### What to work on
Report every line of the records below that includes the string "names".

### Data shown
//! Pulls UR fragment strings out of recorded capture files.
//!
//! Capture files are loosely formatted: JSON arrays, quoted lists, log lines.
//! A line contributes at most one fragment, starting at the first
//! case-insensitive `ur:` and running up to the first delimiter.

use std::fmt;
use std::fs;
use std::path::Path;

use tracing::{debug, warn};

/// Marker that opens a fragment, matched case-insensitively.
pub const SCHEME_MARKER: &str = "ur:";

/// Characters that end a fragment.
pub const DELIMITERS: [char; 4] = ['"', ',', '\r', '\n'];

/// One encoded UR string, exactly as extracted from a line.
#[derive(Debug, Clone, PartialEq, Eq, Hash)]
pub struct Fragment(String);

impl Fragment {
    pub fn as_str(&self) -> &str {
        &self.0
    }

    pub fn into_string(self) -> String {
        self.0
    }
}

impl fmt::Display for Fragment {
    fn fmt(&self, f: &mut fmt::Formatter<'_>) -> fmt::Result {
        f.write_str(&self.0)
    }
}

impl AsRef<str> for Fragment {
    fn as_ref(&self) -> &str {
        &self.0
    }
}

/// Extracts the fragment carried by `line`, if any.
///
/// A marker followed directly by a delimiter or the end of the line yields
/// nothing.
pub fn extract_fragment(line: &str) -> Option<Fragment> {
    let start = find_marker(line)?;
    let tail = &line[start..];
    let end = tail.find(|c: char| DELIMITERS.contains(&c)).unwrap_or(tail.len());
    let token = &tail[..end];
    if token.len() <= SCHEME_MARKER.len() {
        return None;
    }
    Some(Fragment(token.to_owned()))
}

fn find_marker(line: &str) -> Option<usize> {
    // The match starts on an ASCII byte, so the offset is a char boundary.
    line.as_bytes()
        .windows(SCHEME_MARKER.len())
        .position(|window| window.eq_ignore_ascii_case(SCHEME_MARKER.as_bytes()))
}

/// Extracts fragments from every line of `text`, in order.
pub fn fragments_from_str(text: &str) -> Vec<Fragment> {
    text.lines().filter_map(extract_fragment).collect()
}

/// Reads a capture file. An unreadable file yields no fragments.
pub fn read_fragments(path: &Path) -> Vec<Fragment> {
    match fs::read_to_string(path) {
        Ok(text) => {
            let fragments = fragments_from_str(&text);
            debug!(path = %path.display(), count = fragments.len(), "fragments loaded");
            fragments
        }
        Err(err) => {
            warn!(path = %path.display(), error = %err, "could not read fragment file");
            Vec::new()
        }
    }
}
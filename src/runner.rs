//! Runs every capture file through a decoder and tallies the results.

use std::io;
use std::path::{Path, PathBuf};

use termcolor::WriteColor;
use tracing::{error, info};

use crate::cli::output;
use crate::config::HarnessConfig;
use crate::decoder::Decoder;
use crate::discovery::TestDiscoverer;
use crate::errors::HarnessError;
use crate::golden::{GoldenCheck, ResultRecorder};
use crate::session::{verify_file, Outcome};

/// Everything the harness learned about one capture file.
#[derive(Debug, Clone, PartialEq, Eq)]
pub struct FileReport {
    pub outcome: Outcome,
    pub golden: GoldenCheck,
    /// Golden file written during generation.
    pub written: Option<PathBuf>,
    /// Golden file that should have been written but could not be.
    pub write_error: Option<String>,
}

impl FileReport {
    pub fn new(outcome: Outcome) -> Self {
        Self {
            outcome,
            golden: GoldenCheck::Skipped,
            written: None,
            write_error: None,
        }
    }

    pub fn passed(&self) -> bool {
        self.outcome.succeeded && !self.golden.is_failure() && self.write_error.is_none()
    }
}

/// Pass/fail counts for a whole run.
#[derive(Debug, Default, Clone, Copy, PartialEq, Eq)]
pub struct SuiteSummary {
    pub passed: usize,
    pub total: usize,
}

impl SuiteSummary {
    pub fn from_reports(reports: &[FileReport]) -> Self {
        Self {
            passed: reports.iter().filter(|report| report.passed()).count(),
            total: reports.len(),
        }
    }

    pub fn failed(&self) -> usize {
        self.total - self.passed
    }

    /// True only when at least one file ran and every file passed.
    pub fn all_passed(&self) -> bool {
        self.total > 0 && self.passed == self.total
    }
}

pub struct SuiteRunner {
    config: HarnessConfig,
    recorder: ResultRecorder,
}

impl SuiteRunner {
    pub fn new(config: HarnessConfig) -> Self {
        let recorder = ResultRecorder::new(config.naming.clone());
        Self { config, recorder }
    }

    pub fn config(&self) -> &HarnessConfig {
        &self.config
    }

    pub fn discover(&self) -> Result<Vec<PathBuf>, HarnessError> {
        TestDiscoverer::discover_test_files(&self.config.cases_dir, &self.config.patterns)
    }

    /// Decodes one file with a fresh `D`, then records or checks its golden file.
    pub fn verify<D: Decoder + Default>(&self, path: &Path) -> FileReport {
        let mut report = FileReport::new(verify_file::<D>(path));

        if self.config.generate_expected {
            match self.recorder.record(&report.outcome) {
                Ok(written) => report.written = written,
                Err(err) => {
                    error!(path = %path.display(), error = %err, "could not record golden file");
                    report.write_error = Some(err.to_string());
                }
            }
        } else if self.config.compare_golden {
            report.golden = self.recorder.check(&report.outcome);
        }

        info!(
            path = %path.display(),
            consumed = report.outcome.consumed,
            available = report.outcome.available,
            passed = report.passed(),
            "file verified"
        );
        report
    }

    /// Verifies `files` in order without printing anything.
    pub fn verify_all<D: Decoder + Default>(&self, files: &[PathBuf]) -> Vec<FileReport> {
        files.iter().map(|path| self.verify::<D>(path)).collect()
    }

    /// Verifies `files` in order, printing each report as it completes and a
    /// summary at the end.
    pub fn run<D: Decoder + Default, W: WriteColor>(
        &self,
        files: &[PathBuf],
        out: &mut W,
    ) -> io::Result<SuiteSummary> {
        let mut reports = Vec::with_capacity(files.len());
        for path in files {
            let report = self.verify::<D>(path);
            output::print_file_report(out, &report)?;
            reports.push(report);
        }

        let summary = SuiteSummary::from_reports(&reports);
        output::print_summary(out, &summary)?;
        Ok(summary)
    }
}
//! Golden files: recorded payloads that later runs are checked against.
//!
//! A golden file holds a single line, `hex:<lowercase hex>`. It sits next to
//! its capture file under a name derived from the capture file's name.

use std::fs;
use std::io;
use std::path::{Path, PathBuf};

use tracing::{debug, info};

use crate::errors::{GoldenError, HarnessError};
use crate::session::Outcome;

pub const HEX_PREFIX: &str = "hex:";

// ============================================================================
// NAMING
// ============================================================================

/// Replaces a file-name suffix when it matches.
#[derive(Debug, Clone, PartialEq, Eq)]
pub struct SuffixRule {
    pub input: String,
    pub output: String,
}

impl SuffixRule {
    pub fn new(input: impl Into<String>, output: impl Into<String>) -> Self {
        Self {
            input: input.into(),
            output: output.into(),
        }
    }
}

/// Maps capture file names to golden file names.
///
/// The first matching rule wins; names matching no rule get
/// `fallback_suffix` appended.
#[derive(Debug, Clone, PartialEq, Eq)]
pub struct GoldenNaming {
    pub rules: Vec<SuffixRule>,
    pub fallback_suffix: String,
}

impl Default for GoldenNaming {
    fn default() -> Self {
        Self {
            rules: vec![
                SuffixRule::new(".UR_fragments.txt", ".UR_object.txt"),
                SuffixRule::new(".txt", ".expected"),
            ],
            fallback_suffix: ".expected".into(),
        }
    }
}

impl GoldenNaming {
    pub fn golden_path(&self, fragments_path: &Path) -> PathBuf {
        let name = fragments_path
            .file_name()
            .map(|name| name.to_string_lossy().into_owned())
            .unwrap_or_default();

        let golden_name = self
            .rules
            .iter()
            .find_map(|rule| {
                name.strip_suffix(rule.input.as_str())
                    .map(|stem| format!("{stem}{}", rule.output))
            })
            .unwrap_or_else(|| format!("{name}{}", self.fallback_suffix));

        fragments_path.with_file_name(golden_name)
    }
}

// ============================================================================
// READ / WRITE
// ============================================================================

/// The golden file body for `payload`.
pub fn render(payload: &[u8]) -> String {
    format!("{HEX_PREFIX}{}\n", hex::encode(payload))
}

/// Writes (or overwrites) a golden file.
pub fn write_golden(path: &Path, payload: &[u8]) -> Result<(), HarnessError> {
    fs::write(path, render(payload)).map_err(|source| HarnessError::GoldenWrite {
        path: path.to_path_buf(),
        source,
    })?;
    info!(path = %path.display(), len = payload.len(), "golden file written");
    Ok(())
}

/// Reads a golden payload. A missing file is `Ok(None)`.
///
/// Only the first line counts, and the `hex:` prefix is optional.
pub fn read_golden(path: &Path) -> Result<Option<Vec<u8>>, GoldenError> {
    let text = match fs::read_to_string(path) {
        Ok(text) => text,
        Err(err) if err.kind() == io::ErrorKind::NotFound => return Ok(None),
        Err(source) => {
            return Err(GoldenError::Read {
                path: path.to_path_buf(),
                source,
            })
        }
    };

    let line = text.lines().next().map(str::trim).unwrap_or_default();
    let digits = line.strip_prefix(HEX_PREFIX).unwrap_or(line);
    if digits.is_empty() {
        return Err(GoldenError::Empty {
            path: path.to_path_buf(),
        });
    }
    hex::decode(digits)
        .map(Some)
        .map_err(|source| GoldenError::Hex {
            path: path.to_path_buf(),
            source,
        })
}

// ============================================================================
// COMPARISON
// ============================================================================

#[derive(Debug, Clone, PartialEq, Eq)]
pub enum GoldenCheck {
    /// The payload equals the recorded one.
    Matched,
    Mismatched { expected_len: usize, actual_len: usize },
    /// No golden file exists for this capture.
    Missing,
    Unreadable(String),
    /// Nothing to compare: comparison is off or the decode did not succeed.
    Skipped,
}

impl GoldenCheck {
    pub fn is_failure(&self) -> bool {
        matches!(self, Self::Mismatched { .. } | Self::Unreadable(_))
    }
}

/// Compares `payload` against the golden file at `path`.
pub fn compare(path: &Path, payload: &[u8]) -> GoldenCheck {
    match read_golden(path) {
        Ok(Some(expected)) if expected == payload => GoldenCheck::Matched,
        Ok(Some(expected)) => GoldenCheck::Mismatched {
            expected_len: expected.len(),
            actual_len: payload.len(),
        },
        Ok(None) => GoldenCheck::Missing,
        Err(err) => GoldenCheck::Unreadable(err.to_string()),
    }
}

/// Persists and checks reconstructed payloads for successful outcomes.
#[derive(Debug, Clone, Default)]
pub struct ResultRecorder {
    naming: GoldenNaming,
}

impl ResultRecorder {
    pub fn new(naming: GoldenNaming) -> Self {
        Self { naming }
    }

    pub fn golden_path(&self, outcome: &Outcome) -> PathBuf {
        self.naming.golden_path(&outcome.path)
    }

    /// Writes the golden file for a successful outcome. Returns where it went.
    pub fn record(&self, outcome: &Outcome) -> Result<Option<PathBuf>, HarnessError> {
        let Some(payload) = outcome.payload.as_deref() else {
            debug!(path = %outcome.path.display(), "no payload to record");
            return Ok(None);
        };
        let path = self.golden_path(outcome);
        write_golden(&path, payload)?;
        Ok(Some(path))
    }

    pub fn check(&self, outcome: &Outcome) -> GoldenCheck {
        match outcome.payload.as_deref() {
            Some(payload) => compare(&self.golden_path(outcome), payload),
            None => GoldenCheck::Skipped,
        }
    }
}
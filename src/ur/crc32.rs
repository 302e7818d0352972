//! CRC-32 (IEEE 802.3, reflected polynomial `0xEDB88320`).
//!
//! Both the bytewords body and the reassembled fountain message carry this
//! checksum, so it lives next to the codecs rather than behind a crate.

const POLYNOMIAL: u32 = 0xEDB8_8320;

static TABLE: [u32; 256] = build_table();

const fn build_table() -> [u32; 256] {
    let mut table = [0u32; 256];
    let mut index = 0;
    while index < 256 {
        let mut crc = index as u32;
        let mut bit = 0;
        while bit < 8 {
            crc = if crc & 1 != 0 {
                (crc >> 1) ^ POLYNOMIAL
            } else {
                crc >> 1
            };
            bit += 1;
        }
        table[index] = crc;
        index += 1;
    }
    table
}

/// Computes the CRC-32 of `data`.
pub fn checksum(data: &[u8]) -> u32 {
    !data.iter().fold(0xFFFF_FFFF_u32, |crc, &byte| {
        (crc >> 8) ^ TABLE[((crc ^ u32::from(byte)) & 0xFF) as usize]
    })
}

### Exercise result
/// Maps capture file names to golden file names.
/// The first matching rule wins; names matching no rule get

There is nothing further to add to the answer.